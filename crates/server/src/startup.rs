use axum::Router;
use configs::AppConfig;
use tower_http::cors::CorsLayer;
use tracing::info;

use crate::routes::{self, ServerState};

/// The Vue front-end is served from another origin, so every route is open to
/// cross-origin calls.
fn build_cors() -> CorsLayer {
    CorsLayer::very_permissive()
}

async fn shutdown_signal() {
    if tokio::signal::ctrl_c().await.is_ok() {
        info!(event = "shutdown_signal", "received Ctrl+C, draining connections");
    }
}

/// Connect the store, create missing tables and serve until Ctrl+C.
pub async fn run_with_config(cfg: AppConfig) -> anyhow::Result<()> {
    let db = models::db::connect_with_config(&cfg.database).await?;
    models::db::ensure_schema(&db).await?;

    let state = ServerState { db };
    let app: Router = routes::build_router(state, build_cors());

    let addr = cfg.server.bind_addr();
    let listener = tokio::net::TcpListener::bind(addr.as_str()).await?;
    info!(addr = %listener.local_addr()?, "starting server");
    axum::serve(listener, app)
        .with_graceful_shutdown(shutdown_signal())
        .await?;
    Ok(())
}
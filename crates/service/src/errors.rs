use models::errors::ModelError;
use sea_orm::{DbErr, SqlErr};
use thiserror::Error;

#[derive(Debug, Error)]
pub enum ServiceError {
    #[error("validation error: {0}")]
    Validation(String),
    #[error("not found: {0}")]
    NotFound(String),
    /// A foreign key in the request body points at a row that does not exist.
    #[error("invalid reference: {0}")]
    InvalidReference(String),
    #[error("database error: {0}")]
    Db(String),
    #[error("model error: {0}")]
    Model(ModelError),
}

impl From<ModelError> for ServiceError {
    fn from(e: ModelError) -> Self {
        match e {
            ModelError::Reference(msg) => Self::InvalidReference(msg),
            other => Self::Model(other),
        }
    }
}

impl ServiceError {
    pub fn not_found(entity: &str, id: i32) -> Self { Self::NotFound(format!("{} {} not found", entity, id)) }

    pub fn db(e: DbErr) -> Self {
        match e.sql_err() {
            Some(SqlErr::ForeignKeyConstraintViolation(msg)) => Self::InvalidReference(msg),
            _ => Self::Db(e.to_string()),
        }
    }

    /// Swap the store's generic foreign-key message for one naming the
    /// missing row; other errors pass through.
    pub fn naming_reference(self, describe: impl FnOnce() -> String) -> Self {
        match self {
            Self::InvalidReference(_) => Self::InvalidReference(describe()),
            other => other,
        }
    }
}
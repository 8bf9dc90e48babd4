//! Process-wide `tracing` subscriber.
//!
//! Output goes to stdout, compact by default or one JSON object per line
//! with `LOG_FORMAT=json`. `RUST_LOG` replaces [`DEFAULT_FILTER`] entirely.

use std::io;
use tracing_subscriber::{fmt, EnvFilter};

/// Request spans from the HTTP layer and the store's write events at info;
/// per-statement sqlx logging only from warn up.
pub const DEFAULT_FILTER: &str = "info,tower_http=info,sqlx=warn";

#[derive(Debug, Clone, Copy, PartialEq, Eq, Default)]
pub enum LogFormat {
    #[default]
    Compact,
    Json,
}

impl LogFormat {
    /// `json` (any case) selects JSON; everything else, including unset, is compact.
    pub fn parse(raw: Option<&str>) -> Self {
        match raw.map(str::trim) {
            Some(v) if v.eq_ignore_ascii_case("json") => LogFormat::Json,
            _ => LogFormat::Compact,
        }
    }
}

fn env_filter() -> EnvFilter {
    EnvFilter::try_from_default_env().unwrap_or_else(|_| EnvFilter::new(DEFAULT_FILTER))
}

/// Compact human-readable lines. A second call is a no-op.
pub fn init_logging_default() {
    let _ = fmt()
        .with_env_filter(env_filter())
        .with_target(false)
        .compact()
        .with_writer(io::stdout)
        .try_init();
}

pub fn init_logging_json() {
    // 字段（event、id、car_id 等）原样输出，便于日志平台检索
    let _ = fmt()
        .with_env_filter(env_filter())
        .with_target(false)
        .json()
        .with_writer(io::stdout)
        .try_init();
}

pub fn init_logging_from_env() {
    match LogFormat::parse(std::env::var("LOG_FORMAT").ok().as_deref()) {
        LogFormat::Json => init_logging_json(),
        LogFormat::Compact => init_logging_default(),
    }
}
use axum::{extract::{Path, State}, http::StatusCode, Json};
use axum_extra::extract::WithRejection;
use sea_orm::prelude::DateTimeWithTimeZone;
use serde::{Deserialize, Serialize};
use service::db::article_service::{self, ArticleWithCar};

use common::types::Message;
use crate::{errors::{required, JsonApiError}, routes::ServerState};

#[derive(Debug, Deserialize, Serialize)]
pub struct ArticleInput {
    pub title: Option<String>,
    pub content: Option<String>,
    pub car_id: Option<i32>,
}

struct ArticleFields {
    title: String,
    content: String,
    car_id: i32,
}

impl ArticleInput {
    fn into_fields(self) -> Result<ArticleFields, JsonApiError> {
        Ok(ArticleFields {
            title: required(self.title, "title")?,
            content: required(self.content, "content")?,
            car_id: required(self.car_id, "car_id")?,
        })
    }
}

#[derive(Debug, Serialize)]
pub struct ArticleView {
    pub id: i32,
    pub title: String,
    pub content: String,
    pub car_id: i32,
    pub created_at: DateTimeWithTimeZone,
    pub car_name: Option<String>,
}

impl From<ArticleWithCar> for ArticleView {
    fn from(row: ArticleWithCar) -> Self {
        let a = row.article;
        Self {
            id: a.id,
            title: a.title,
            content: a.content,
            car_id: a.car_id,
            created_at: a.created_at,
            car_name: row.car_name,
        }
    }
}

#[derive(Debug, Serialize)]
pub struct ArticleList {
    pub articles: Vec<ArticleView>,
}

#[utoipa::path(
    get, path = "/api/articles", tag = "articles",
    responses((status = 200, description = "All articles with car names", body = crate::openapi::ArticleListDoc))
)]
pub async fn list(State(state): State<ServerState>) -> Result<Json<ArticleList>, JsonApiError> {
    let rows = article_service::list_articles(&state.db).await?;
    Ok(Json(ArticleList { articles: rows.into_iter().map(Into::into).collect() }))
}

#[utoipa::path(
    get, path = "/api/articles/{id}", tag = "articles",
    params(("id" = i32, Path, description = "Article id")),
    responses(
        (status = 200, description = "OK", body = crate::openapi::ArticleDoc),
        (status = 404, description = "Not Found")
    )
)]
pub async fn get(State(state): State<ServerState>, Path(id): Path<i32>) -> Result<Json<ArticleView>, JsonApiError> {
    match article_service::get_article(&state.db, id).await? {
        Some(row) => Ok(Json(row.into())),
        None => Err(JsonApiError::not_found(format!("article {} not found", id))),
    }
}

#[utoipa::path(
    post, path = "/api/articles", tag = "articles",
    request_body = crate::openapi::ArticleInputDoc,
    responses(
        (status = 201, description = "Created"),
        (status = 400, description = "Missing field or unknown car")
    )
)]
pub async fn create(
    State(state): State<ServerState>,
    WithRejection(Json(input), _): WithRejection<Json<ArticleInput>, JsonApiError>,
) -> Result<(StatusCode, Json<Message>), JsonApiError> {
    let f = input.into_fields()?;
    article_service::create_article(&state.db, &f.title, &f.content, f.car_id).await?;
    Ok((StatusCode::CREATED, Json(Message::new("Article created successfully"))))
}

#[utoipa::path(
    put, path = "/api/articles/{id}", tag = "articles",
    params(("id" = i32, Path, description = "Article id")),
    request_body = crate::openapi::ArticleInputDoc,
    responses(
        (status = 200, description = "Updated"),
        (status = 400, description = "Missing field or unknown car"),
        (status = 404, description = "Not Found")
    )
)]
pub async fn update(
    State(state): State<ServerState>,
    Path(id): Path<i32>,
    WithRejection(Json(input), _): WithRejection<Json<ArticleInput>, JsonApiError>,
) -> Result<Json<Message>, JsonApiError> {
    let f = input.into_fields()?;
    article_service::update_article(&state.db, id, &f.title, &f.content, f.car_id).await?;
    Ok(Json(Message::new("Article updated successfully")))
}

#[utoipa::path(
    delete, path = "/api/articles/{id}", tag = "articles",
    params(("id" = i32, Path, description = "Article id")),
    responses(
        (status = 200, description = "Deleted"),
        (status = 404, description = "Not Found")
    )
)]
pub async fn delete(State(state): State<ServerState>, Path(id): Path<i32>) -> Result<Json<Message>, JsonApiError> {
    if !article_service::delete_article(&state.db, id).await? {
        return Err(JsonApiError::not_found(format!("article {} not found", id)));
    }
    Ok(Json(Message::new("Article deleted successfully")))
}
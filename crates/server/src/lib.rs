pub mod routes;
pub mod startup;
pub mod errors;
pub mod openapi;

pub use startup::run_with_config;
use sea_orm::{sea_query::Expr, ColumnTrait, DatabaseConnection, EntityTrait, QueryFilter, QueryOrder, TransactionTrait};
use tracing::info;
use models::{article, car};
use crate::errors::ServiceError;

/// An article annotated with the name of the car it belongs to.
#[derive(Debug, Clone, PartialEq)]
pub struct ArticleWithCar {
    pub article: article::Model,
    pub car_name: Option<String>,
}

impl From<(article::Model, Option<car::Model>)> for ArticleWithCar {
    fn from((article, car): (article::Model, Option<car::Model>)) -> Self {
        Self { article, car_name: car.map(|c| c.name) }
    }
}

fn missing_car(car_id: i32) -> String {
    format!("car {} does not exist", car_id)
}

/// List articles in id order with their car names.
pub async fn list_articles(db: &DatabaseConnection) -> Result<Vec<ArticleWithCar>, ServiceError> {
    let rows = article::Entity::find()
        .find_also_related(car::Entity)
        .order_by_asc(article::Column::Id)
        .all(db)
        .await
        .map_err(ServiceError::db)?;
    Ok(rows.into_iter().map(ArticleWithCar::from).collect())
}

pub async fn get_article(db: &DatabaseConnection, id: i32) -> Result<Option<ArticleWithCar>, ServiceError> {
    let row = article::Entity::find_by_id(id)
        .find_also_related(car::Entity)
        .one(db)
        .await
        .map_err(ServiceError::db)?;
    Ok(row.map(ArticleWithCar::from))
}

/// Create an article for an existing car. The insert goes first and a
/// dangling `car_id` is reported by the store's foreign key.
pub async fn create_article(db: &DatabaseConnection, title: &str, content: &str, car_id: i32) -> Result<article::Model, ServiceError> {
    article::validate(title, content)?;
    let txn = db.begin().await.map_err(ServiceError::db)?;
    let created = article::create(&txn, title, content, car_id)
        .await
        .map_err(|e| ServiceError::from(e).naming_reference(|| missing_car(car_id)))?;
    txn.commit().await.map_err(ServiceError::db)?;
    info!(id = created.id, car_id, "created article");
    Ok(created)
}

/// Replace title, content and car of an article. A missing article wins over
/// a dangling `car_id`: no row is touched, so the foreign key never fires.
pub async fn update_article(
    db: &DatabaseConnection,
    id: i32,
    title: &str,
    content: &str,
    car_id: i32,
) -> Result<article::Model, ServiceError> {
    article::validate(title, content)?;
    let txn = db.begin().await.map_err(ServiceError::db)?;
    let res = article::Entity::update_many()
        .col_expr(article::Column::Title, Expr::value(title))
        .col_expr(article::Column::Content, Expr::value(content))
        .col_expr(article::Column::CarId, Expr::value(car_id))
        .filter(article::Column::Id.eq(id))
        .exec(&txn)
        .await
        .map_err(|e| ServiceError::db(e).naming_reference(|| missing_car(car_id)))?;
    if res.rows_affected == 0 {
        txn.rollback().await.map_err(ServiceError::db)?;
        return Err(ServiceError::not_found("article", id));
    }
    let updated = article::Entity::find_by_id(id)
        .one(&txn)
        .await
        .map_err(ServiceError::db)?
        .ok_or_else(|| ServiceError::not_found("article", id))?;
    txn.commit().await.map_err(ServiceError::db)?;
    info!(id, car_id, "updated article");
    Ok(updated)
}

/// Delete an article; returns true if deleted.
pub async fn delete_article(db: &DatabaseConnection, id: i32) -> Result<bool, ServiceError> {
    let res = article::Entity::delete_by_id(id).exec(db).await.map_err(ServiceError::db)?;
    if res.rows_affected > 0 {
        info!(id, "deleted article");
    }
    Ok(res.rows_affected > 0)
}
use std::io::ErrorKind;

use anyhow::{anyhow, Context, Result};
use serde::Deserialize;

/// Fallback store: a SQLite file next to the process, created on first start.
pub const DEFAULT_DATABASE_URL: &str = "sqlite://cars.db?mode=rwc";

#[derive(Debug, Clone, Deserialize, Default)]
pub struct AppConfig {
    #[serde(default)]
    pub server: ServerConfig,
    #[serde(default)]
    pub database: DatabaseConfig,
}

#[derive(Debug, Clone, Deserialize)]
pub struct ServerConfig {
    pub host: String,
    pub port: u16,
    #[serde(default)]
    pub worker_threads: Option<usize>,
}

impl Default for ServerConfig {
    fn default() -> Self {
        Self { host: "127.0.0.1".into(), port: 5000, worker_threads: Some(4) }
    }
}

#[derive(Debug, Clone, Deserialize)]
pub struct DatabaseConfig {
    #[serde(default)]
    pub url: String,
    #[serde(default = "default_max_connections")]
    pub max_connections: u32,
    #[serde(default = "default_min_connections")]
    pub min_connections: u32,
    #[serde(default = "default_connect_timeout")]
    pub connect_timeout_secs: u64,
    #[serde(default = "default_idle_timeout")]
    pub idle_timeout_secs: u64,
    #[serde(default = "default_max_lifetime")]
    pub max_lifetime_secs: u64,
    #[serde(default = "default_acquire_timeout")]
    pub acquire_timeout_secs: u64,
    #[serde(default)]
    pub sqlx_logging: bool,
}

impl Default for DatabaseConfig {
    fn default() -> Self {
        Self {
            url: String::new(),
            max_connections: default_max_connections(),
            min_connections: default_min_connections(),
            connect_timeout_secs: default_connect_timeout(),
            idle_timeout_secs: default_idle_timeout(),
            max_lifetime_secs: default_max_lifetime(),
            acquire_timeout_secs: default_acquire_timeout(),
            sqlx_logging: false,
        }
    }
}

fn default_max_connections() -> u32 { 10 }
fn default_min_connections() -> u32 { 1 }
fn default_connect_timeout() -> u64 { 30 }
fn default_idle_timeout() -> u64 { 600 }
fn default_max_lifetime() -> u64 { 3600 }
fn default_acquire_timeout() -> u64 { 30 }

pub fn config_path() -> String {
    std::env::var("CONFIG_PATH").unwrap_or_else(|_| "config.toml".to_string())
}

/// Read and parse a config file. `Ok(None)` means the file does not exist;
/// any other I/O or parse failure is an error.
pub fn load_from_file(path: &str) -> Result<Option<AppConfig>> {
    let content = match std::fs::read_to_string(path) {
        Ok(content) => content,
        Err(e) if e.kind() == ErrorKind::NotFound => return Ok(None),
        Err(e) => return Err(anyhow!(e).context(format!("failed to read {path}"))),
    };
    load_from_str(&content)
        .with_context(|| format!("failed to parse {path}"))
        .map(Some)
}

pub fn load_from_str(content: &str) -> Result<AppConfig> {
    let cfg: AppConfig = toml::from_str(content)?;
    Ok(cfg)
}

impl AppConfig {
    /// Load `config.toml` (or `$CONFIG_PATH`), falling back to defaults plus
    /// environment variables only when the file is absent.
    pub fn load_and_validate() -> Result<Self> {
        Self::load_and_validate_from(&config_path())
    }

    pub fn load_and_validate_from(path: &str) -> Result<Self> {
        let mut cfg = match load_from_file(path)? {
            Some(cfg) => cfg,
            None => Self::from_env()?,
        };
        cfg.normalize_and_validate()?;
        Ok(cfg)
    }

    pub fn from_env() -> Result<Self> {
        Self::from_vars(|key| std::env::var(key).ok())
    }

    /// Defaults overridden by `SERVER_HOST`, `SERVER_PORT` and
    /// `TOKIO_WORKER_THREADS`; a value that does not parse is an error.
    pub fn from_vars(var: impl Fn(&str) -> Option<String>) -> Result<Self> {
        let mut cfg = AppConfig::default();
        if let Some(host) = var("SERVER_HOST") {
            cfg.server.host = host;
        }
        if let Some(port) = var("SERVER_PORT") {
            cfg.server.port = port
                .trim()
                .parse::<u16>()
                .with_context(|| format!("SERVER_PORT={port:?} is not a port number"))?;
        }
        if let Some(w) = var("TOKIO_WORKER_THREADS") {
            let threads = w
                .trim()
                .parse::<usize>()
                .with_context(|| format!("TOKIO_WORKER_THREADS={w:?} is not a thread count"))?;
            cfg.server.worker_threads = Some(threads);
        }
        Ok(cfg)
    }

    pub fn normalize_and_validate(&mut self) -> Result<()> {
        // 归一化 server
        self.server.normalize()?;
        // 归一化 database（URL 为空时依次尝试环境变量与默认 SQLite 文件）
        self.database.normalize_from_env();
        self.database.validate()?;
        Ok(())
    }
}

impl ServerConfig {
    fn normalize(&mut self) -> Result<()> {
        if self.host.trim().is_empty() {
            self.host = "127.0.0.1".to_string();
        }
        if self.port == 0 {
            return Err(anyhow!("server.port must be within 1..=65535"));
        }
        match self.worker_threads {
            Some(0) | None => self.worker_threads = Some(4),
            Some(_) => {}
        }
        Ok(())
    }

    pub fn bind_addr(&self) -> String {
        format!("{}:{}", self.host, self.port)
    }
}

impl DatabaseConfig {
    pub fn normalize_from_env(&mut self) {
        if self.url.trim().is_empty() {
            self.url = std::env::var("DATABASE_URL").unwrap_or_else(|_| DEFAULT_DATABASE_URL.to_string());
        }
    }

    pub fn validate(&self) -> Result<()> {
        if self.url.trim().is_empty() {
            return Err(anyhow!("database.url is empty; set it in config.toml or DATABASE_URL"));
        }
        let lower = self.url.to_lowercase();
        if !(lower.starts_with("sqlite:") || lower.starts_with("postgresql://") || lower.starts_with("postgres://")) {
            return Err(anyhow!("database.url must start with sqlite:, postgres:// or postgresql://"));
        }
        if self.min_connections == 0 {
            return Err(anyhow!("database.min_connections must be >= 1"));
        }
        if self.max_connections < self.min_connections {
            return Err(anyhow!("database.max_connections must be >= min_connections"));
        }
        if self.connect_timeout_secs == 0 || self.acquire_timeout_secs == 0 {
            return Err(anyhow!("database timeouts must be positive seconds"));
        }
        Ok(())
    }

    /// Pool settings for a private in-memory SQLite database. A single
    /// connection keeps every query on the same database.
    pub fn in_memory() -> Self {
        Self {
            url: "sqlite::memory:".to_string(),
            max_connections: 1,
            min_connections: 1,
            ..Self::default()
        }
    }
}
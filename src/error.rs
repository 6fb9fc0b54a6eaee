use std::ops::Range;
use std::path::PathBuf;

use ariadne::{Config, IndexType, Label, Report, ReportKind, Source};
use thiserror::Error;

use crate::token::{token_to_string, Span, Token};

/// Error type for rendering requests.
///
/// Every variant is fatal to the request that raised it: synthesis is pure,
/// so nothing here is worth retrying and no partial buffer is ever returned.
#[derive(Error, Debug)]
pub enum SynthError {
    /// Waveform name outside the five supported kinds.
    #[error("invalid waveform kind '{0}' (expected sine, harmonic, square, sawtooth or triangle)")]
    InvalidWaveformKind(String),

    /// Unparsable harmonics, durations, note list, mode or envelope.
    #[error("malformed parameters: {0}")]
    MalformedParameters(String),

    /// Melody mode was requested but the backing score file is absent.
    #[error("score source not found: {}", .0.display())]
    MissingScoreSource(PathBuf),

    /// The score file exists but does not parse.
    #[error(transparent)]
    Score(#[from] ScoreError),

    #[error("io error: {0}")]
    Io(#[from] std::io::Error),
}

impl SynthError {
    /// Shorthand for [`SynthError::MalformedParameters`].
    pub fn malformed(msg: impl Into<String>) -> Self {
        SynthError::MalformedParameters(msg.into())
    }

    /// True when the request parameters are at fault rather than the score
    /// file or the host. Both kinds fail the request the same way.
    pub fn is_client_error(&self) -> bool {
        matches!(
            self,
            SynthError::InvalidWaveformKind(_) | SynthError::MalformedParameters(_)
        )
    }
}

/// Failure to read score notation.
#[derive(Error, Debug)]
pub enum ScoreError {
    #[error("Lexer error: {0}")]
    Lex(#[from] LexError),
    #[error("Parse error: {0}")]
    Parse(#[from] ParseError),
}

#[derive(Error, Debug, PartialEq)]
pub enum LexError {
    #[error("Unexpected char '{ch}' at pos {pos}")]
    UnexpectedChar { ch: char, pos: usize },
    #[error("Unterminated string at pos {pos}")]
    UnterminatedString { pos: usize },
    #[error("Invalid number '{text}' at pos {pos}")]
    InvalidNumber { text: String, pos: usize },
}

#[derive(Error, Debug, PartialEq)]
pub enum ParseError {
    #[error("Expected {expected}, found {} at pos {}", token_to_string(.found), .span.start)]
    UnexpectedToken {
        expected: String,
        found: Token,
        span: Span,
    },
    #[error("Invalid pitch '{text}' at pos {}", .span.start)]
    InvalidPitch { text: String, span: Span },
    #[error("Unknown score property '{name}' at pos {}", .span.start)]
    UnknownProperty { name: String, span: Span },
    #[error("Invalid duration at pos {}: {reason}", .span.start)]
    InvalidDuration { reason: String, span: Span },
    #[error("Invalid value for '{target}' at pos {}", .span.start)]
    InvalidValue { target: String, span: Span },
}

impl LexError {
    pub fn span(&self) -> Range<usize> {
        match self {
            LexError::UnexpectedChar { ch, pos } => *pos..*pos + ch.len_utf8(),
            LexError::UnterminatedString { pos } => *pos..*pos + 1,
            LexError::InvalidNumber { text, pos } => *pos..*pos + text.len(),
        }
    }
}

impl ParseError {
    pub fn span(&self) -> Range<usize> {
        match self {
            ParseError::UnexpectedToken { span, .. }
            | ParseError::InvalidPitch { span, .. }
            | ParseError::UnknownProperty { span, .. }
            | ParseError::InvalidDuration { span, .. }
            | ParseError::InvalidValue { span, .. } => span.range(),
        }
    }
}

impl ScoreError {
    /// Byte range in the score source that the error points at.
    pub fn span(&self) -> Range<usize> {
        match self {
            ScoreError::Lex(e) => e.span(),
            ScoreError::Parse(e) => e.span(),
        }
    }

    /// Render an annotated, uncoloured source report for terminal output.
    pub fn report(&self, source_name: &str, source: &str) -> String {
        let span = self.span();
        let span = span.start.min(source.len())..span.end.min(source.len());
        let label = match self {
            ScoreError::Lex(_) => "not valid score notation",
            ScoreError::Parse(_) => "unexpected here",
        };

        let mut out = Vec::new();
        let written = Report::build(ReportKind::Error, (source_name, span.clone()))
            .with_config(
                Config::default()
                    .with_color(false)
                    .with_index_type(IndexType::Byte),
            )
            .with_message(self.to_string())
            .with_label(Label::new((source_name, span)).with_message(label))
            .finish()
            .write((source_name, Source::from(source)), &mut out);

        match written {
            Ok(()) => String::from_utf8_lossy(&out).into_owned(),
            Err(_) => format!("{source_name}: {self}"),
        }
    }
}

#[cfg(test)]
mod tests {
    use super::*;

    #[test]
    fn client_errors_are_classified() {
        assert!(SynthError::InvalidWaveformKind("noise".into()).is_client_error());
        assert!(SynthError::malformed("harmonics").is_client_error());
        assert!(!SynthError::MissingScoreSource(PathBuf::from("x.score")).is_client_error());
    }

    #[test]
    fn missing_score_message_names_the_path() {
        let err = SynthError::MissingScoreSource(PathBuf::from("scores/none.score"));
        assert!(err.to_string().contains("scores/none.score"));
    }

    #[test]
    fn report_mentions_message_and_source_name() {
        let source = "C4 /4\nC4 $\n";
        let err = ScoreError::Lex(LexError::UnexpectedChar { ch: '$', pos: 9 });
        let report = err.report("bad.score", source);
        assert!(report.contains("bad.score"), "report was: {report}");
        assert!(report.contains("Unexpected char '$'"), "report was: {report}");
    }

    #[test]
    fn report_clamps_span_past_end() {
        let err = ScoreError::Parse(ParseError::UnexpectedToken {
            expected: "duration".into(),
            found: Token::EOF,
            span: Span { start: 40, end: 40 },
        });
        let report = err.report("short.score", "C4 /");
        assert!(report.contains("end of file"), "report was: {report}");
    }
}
=-=-=
• _Task to complete_
Filter the lines above, keeping each one that contains the string "Byte".

• _Answer for this exercise_
    /// Byte range in the score source that the error points at.
                    .with_index_type(IndexType::Byte),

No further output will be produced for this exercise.